- **What the task requires**: Return, from the listing below, each line where the word "Some" appears.

^^^^

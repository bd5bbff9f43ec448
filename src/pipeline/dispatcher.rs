use std::sync::Arc;

use tracing::{debug, info, warn};

use super::registry::JobRegistry;
use crate::models::{Document, DocumentPatch, DocumentStatus, ProcessingJob};
use crate::parsing::ParsingService;
use crate::registrar::SourceRegistrar;
use crate::types::{AppError, AppResult};
use crate::utils::{with_retry, Backoff};

/// Hands documents to the parsing service and records the job handle.
///
/// Callers hold the document's registry claim; the dispatcher only swaps
/// the entry to the submitted job.
#[derive(Clone)]
pub struct ParsingDispatcher {
    parser: Arc<dyn ParsingService>,
    registrar: SourceRegistrar,
    registry: JobRegistry,
    backoff: Backoff,
    max_attempts: u32,
}

impl ParsingDispatcher {
    pub fn new(
        parser: Arc<dyn ParsingService>,
        registrar: SourceRegistrar,
        registry: JobRegistry,
        backoff: Backoff,
        max_attempts: u32,
    ) -> Self {
        Self {
            parser,
            registrar,
            registry,
            backoff,
            max_attempts: max_attempts.max(1),
        }
    }

    pub fn max_attempts(&self) -> u32 {
        self.max_attempts
    }

    /// Whether a job on `attempt` may be followed by another submission.
    pub fn has_budget_after(&self, attempt: u32) -> bool {
        attempt + 1 < self.max_attempts
    }

    /// First submission of a pending (or freshly converted) document.
    pub async fn submit(&self, doc: &Document) -> AppResult<ProcessingJob> {
        self.ensure_not_submitted(doc).await?;
        self.dispatch(
            doc,
            &[DocumentStatus::Pending, DocumentStatus::Converting],
            doc.attempt,
            None,
        )
        .await
    }

    /// Operator retry of a failed document, with a fresh attempt budget.
    pub async fn retry(&self, doc: &Document) -> AppResult<ProcessingJob> {
        if doc.status != DocumentStatus::Failed {
            return Err(AppError::Conflict(format!(
                "Document {} is {}, only failed documents can be retried",
                doc.id, doc.status
            )));
        }
        self.ensure_not_submitted(doc).await?;
        self.dispatch(doc, &[DocumentStatus::Failed], 0, None).await
    }

    /// Replace a job the service reported as failed with a new one. The
    /// write only lands while the document still records `job`, so two
    /// trackers of the same job cannot both resubmit.
    pub async fn resubmit(&self, job: &ProcessingJob) -> AppResult<ProcessingJob> {
        let doc = self.registrar.get_document(job.document_id).await?;
        if doc.job_id.as_deref() != Some(job.job_id.as_str()) {
            return Err(AppError::Conflict(format!(
                "Document {} no longer tracks job {}",
                job.document_id, job.job_id
            )));
        }
        self.dispatch(
            &doc,
            &[DocumentStatus::Processing],
            job.attempt + 1,
            Some(job.job_id.as_str()),
        )
        .await
    }

    async fn ensure_not_submitted(&self, doc: &Document) -> AppResult<()> {
        if let Some(active) = self.registry.active_job(doc.id).await {
            return Err(AppError::Conflict(format!(
                "Document {} already has parse job {}",
                doc.id, active.job_id
            )));
        }
        Ok(())
    }

    async fn dispatch(
        &self,
        doc: &Document,
        expected: &[DocumentStatus],
        start_attempt: u32,
        replaces_job: Option<&str>,
    ) -> AppResult<ProcessingJob> {
        let pinned = |patch: DocumentPatch| match replaces_job {
            Some(job_id) => patch.expecting_job(job_id),
            None => patch,
        };

        if start_attempt >= self.max_attempts {
            let error = AppError::PermanentService(format!(
                "Gave up after {} attempts",
                self.max_attempts
            ));
            self.registrar
                .update_status(
                    doc.id,
                    expected,
                    pinned(DocumentPatch::failed(error.to_string()).with_attempt(start_attempt)),
                )
                .await?;
            return Err(error);
        }

        let document_ref = doc.parse_ref().to_string();
        let document_id = doc.id.to_string();

        let outcome = with_retry(&self.backoff, self.max_attempts, start_attempt, |attempt| {
            let parser = self.parser.clone();
            let document_ref = document_ref.clone();
            let document_id = document_id.clone();
            async move {
                debug!(document_id = %document_id, attempt, "Submitting parse job");
                parser.submit_job(&document_ref, &document_id).await
            }
        })
        .await;

        match outcome.result {
            Ok(job_id) => {
                let mut patch = DocumentPatch::processing(job_id.clone(), outcome.attempt);
                if let Some(canonical_ref) = &doc.canonical_ref {
                    patch = patch
                        .with_canonical_ref(canonical_ref.clone())
                        .with_mime_type(doc.mime_type.clone());
                }
                self.registrar
                    .update_status(doc.id, expected, pinned(patch))
                    .await?;

                let job = ProcessingJob::new(job_id, doc.id, outcome.attempt);
                self.registry.activate(job.clone()).await;
                info!(
                    document_id = %doc.id,
                    job_id = %job.job_id,
                    attempt = job.attempt,
                    "Parse job submitted"
                );
                Ok(job)
            }
            Err(error) => {
                warn!(
                    document_id = %doc.id,
                    attempt = outcome.attempt,
                    error = %error,
                    "Parse submission failed"
                );
                self.registrar
                    .update_status(
                        doc.id,
                        expected,
                        pinned(
                            DocumentPatch::failed(error.to_string())
                                .with_attempt(outcome.attempt),
                        ),
                    )
                    .await?;
                Err(error)
            }
        }
    }
}

#[cfg(test)]
mod tests {
    use super::*;
    use crate::db::MemoryDocumentStore;
    use crate::models::{RegisterRequest, SourceKind};
    use crate::parsing::JobStatusReport;
    use crate::pipeline::StatusNotifier;
    use crate::storage::MemoryStorage;
    use async_trait::async_trait;
    use std::collections::VecDeque;
    use std::time::Duration;
    use tokio::sync::Mutex;
    use uuid::Uuid;

    /// Parser that answers submissions from a script.
    struct ScriptedParser {
        submissions: Mutex<VecDeque<AppResult<String>>>,
        calls: Mutex<u32>,
    }

    impl ScriptedParser {
        fn new(script: Vec<AppResult<String>>) -> Arc<Self> {
            Arc::new(Self {
                submissions: Mutex::new(script.into()),
                calls: Mutex::new(0),
            })
        }

        async fn calls(&self) -> u32 {
            *self.calls.lock().await
        }
    }

    #[async_trait]
    impl ParsingService for ScriptedParser {
        async fn submit_job(&self, _document_ref: &str, _document_id: &str) -> AppResult<String> {
            *self.calls.lock().await += 1;
            self.submissions
                .lock()
                .await
                .pop_front()
                .unwrap_or_else(|| Err(AppError::PermanentService("script exhausted".into())))
        }

        async fn get_job_status(&self, _job_id: &str) -> AppResult<JobStatusReport> {
            Ok(JobStatusReport::Pending)
        }
    }

    async fn setup(
        script: Vec<AppResult<String>>,
    ) -> (ParsingDispatcher, Arc<ScriptedParser>, JobRegistry, Document) {
        let parser = ScriptedParser::new(script);
        let registrar = SourceRegistrar::new(
            Arc::new(MemoryDocumentStore::new()),
            Arc::new(MemoryStorage::default()),
            StatusNotifier::new(),
        );
        let (doc, _) = registrar
            .register(RegisterRequest {
                client_id: Uuid::new_v4(),
                source_kind: SourceKind::Url,
                source_ref: "https://example.com/a.pdf".to_string(),
                canonical_ref: None,
                mime_type: "application/pdf".to_string(),
                document_type: "pdf".to_string(),
                idempotent: false,
            })
            .await
            .unwrap();

        let registry = JobRegistry::new();
        let backoff = Backoff::new(Duration::from_millis(1), Duration::from_millis(4));
        let dispatcher =
            ParsingDispatcher::new(parser.clone(), registrar, registry.clone(), backoff, 3);
        (dispatcher, parser, registry, doc)
    }

    #[tokio::test]
    async fn test_transient_failures_are_retried() {
        let (dispatcher, parser, registry, doc) = setup(vec![
            Err(AppError::TransientService("503".into())),
            Err(AppError::TransientService("request timed out".into())),
            Ok("job-1".into()),
        ])
        .await;

        let job = dispatcher.submit(&doc).await.unwrap();
        assert_eq!(job.job_id, "job-1");
        assert_eq!(job.attempt, 2);
        assert_eq!(parser.calls().await, 3);
        assert_eq!(registry.active_job(doc.id).await, Some(job));

        let stored = dispatcher.registrar.get_document(doc.id).await.unwrap();
        assert_eq!(stored.status, DocumentStatus::Processing);
        assert_eq!(stored.job_id.as_deref(), Some("job-1"));
        assert_eq!(stored.attempt, 2);
    }

    #[tokio::test]
    async fn test_permanent_failure_is_not_retried() {
        let (dispatcher, parser, registry, doc) =
            setup(vec![Err(AppError::PermanentService("400 bad document".into()))]).await;

        assert!(dispatcher.submit(&doc).await.is_err());
        assert_eq!(parser.calls().await, 1);
        assert!(registry.is_empty().await);

        let stored = dispatcher.registrar.get_document(doc.id).await.unwrap();
        assert_eq!(stored.status, DocumentStatus::Failed);
        assert!(stored.error.unwrap().contains("400 bad document"));
    }

    #[tokio::test]
    async fn test_budget_exhaustion_fails_the_document() {
        let (dispatcher, parser, _, doc) = setup(vec![
            Err(AppError::TransientService("503".into())),
            Err(AppError::TransientService("503".into())),
            Err(AppError::TransientService("503".into())),
        ])
        .await;

        assert!(dispatcher.submit(&doc).await.is_err());
        assert_eq!(parser.calls().await, 3);
        let stored = dispatcher.registrar.get_document(doc.id).await.unwrap();
        assert_eq!(stored.status, DocumentStatus::Failed);
        assert_eq!(stored.attempt, 2);
    }

    #[tokio::test]
    async fn test_second_submission_is_rejected() {
        let (dispatcher, parser, _, doc) = setup(vec![Ok("job-1".into()), Ok("job-2".into())]).await;

        dispatcher.submit(&doc).await.unwrap();
        assert!(matches!(dispatcher.submit(&doc).await, Err(AppError::Conflict(_))));
        assert_eq!(parser.calls().await, 1);
    }

    /// Parser that, while a submission is in flight, lets another tracker
    /// replace the document's job.
    struct RacingParser {
        registrar: SourceRegistrar,
        document_id: Uuid,
    }

    #[async_trait]
    impl ParsingService for RacingParser {
        async fn submit_job(&self, _document_ref: &str, _document_id: &str) -> AppResult<String> {
            self.registrar
                .update_status(
                    self.document_id,
                    &[DocumentStatus::Processing],
                    DocumentPatch::processing("job-elsewhere", 1),
                )
                .await?;
            Ok("job-here".to_string())
        }

        async fn get_job_status(&self, _job_id: &str) -> AppResult<JobStatusReport> {
            Ok(JobStatusReport::Pending)
        }
    }

    #[tokio::test]
    async fn test_concurrent_resubmission_loses_to_the_first_writer() {
        let registrar = SourceRegistrar::new(
            Arc::new(MemoryDocumentStore::new()),
            Arc::new(MemoryStorage::default()),
            StatusNotifier::new(),
        );
        let (doc, _) = registrar
            .register(RegisterRequest {
                client_id: Uuid::new_v4(),
                source_kind: SourceKind::Url,
                source_ref: "https://example.com/a.pdf".to_string(),
                canonical_ref: None,
                mime_type: "application/pdf".to_string(),
                document_type: "pdf".to_string(),
                idempotent: false,
            })
            .await
            .unwrap();
        registrar
            .update_status(doc.id, &[DocumentStatus::Pending], DocumentPatch::processing("job-1", 0))
            .await
            .unwrap();

        let parser = Arc::new(RacingParser {
            registrar: registrar.clone(),
            document_id: doc.id,
        });
        let backoff = Backoff::new(Duration::from_millis(1), Duration::from_millis(4));
        let dispatcher =
            ParsingDispatcher::new(parser, registrar.clone(), JobRegistry::new(), backoff, 3);

        let result = dispatcher
            .resubmit(&ProcessingJob::new("job-1", doc.id, 0))
            .await;
        assert!(matches!(result, Err(AppError::Conflict(_))));

        let stored = registrar.get_document(doc.id).await.unwrap();
        assert_eq!(stored.status, DocumentStatus::Processing);
        assert_eq!(stored.job_id.as_deref(), Some("job-elsewhere"));
    }

    #[tokio::test]
    async fn test_resubmit_and_retry() {
        let (dispatcher, _, registry, doc) = setup(vec![
            Ok("job-1".into()),
            Ok("job-2".into()),
            Err(AppError::PermanentService("rejected".into())),
            Ok("job-3".into()),
        ])
        .await;

        let first = dispatcher.submit(&doc).await.unwrap();
        let second = dispatcher.resubmit(&first).await.unwrap();
        assert_eq!(second.attempt, 1);
        assert_eq!(registry.active_job(doc.id).await.unwrap().job_id, "job-2");

        // the old handle is stale once replaced
        assert!(matches!(dispatcher.resubmit(&first).await, Err(AppError::Conflict(_))));

        assert!(dispatcher.resubmit(&second).await.is_err());
        registry.unregister(doc.id).await;
        let failed = dispatcher.registrar.get_document(doc.id).await.unwrap();
        assert_eq!(failed.status, DocumentStatus::Failed);

        let retried = dispatcher.retry(&failed).await.unwrap();
        assert_eq!(retried.job_id, "job-3");
        assert_eq!(retried.attempt, 0);
        let stored = dispatcher.registrar.get_document(doc.id).await.unwrap();
        assert_eq!(stored.status, DocumentStatus::Processing);
        assert!(stored.error.is_none());
    }
}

^^^^

- **Solution to this task**:
        if doc.job_id.as_deref() != Some(job.job_id.as_str()) {
            Some(job.job_id.as_str()),
        if let Some(active) = self.registry.active_job(doc.id).await {
            Some(job_id) => patch.expecting_job(job_id),
                if let Some(canonical_ref) = &doc.canonical_ref {
        assert_eq!(registry.active_job(doc.id).await, Some(job));
        assert_eq!(stored.job_id.as_deref(), Some("job-1"));
        assert_eq!(stored.job_id.as_deref(), Some("job-elsewhere"));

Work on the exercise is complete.